This period came after I had some big surgery, the kind when you have it, the family gathers. Hell, I wasn’t worried; all I had was a shadow in my lung and an aneurysm in my aorta. I guessed, through the miracles of modern medicine, I’d be fine and I was. After a few months. Well, six months…
And after that, back to work for a couple years, then retirement, then move to warmth, like an old person, which I am definitely not...he said...defensively. I took and take coumidin to keep my blood from clotting around my St. Judes valve and a slew of other meds for a slew of quarrelsome maladies that can’t decide who should be #1.
Long story short - I know, too late - my coumidin failed one day and a little clot slipped through to my brain and I had a stroke, a small one, a mini-stroke really, a strokette. The effect was minor, but led to my period of reduced reading (Remember? That’s what I’m really writing about here.) I lost 30% of my field of vision; my left peripheral vision - poof! Gone. If you want to kill me, approach from the left and I am a dead man.
Reading is a strain. After a lifetime of seeing from left to right, I now see from center to right. Oh, you make adjustments, of course, and I still drive. I recommend friends avoid my neighborhood.
But, I have dogs. Who walk. And my docs tell me to walk to keep my heart healthy. And I tell me to walk to avoid the imminant threat of weighing 350 pounds. And we walk two to three hours a day.

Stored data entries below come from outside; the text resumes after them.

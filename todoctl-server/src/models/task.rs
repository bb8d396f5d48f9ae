//! Task wire types

use chrono::NaiveDateTime;
use serde::{Deserialize, Serialize};

use super::timestamp;

/// Request body for creating or replacing a task
///
/// `created` and `last_updated` may be supplied on create; when absent
/// the server stamps them. On update both are ignored.
#[derive(Debug, Clone, PartialEq, Eq, Serialize, Deserialize)]
pub struct TaskDetails {
    pub title: String,
    pub description: String,
    #[serde(
        default,
        with = "timestamp::option",
        skip_serializing_if = "Option::is_none"
    )]
    pub due_by: Option<NaiveDateTime>,
    #[serde(
        default,
        with = "timestamp::option",
        skip_serializing_if = "Option::is_none"
    )]
    pub created: Option<NaiveDateTime>,
    #[serde(
        default,
        with = "timestamp::option",
        skip_serializing_if = "Option::is_none"
    )]
    pub last_updated: Option<NaiveDateTime>,
    #[serde(default, skip_serializing_if = "Option::is_none")]
    pub assigned_to: Option<i32>,
    #[serde(default, skip_serializing_if = "Option::is_none")]
    pub priority: Option<i32>,
}

/// A stored task as returned to clients
#[derive(Debug, Clone, PartialEq, Eq, Serialize, Deserialize)]
pub struct Task {
    pub id: i32,
    pub title: String,
    pub description: String,
    #[serde(
        default,
        with = "timestamp::option",
        skip_serializing_if = "Option::is_none"
    )]
    pub due_by: Option<NaiveDateTime>,
    #[serde(with = "timestamp")]
    pub created: NaiveDateTime,
    #[serde(with = "timestamp")]
    pub last_updated: NaiveDateTime,
    #[serde(default, skip_serializing_if = "Option::is_none")]
    pub assigned_to: Option<i32>,
    #[serde(default, skip_serializing_if = "Option::is_none")]
    pub priority: Option<i32>,
}

#[cfg(test)]
mod tests {
    use super::*;
    use chrono::NaiveDate;
    use serde_json::{json, Value};

    fn noon() -> NaiveDateTime {
        NaiveDate::from_ymd_opt(2024, 5, 17)
            .unwrap()
            .and_hms_opt(12, 0, 0)
            .unwrap()
    }

    #[test]
    fn unset_optionals_are_omitted() {
        let task = Task {
            id: 1,
            title: "Create DB".into(),
            description: "Create database".into(),
            due_by: None,
            created: noon(),
            last_updated: noon(),
            assigned_to: None,
            priority: None,
        };
        let value = serde_json::to_value(&task).unwrap();
        let object = value.as_object().unwrap();
        assert!(!object.contains_key("due_by"));
        assert!(!object.contains_key("assigned_to"));
        assert!(!object.contains_key("priority"));
        assert_eq!(object["created"], "2024-05-17T12:00:00");
    }

    #[test]
    fn set_optionals_are_present() {
        let task = Task {
            id: 2,
            title: "t".into(),
            description: "d".into(),
            due_by: Some(noon()),
            created: noon(),
            last_updated: noon(),
            assigned_to: Some(3),
            priority: Some(1),
        };
        let value = serde_json::to_value(&task).unwrap();
        assert_eq!(value["due_by"], "2024-05-17T12:00:00");
        assert_eq!(value["assigned_to"], 3);
        assert_eq!(value["priority"], 1);
    }

    #[test]
    fn details_accept_explicit_nulls() {
        let details: TaskDetails = serde_json::from_value(json!({
            "title": "t",
            "description": "d",
            "due_by": null,
            "assigned_to": null,
            "priority": null
        }))
        .unwrap();
        assert_eq!(details.due_by, None);
        assert_eq!(details.assigned_to, None);
        assert_eq!(details.priority, None);
    }

    #[test]
    fn details_need_title_and_description() {
        let result: Result<TaskDetails, _> = serde_json::from_value(json!({"title": "t"}));
        assert!(result.is_err());
    }

    #[test]
    fn details_reject_non_numeric_priority() {
        let result: Result<TaskDetails, _> = serde_json::from_value(json!({
            "title": "t",
            "description": "d",
            "priority": "high"
        }));
        assert!(result.is_err());
    }

    #[test]
    fn details_round_trip_without_nulls() {
        let raw = json!({"title": "t", "description": "d", "priority": 2});
        let details: TaskDetails = serde_json::from_value(raw.clone()).unwrap();
        let back: Value = serde_json::to_value(&details).unwrap();
        assert_eq!(back, raw);
    }
}
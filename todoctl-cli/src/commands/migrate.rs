//! Schema bootstrap command

use anyhow::{Context, Result};
use clap::Parser;

use todoctl_server::db::{create_pool_with_options, schema};

use super::DatabaseArgs;

/// Arguments for the migrate command
#[derive(Parser, Debug)]
pub struct MigrateArgs {
    /// Also insert sample data if the database was never seeded
    #[arg(long)]
    pub seed: bool,

    #[command(flatten)]
    pub database: DatabaseArgs,
}

/// Create missing tables, optionally seeding sample data
pub async fn run_migrate(args: MigrateArgs) -> Result<()> {
    let pool = create_pool_with_options(&args.database.database_url, args.database.max_connections)
        .await
        .context("Failed to create database pool")?;

    schema::migrate(&pool)
        .await
        .context("Failed to create tables")?;

    if args.seed {
        let seeded = schema::seed(&pool)
            .await
            .context("Failed to insert sample data")?;
        tracing::info!(seeded, "Sample data check complete");
    }

    pool.close().await;
    Ok(())
}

On our walks I read. Three hours of reading a day, seven days a week, 363...er...5 days a year and you can read a lot. Since I’m semiretired (Don’t tell my students, they’ll expect me to finish grading their papers), I’ve launched the project I’ve been waiting for...to read all those books I told myself for 40 years I would read when I retired. Middlemarch. Bleak House. Return of the Native. Heart of Darkness. Origin of the Species. You know the ones. You have a list.
I’ve had time to read others, too, you know, the ones from the 20th and 21st centuries. More on these later. Of course, on our walks, I’m reading audiobooks, which are not exactly the same as traditional books, but, hey, we’re all about non-trad books here, aren’t we?

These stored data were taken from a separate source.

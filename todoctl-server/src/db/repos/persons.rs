//! Person repository

use sqlx::PgPool;

use super::{exactly_one, DbError};
use crate::db::mapper::{PersonColumns, PersonRow};
use crate::models::{Person, PersonDetails};

/// Person repository
pub struct PersonRepo<'a> {
    pool: &'a PgPool,
}

impl<'a> PersonRepo<'a> {
    pub fn new(pool: &'a PgPool) -> Self {
        Self { pool }
    }

    /// List all persons ordered by name.
    pub async fn list(&self) -> Result<Vec<Person>, DbError> {
        let rows: Vec<PersonRow> =
            sqlx::query_as("SELECT id, name, email FROM person ORDER BY name ASC")
                .fetch_all(self.pool)
                .await?;

        Ok(rows.into_iter().map(Person::from).collect())
    }

    /// Get a single person by id.
    pub async fn get(&self, id: i32) -> Result<Person, DbError> {
        let rows: Vec<PersonRow> = sqlx::query_as("SELECT id, name, email FROM person WHERE id = $1")
            .bind(id)
            .fetch_all(self.pool)
            .await?;

        exactly_one(rows, "person", id).map(Person::from)
    }

    /// Insert a person, returning it with its generated id.
    pub async fn create(&self, details: PersonDetails) -> Result<Person, DbError> {
        let columns = PersonColumns::from_details(details);
        let mut tx = self.pool.begin().await?;

        let row: PersonRow = sqlx::query_as(
            r#"
            INSERT INTO person (name, email)
            VALUES ($1, $2)
            RETURNING id, name, email
            "#,
        )
        .bind(&columns.name)
        .bind(&columns.email)
        .fetch_one(&mut *tx)
        .await?;

        tx.commit().await?;
        Ok(row.into())
    }

    /// Replace every mutable column of the person with `id`.
    pub async fn update(&self, id: i32, details: PersonDetails) -> Result<Person, DbError> {
        let columns = PersonColumns::from_details(details);
        let mut tx = self.pool.begin().await?;

        let row: PersonRow = sqlx::query_as(
            r#"
            UPDATE person
            SET name = $1, email = $2
            WHERE id = $3
            RETURNING id, name, email
            "#,
        )
        .bind(&columns.name)
        .bind(&columns.email)
        .bind(id)
        .fetch_optional(&mut *tx)
        .await?
        .ok_or(DbError::NotFound {
            resource: "person",
            id,
        })?;

        tx.commit().await?;
        Ok(row.into())
    }

    /// Delete the person with `id`.
    ///
    /// Fails with a foreign key violation while a task is assigned to them.
    pub async fn delete(&self, id: i32) -> Result<(), DbError> {
        let mut tx = self.pool.begin().await?;

        let result = sqlx::query("DELETE FROM person WHERE id = $1")
            .bind(id)
            .execute(&mut *tx)
            .await?;

        if result.rows_affected() == 0 {
            return Err(DbError::NotFound {
                resource: "person",
                id,
            });
        }

        tx.commit().await?;
        Ok(())
    }
}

I bought my Kinkle 2 for one reason. You guessed it, right? Big type. Big type for every book I choose to read, for every issue of the Times, for all the free crap you can get for your Kindle and you do because you can and some of it is great. And big type for rereading In Search of Lost Time, which is never going to work as an audiobook, but works fabulously on my Kindle and I’ve just finished the first book, Swann’s Way, and Proust’s world is still there and lush.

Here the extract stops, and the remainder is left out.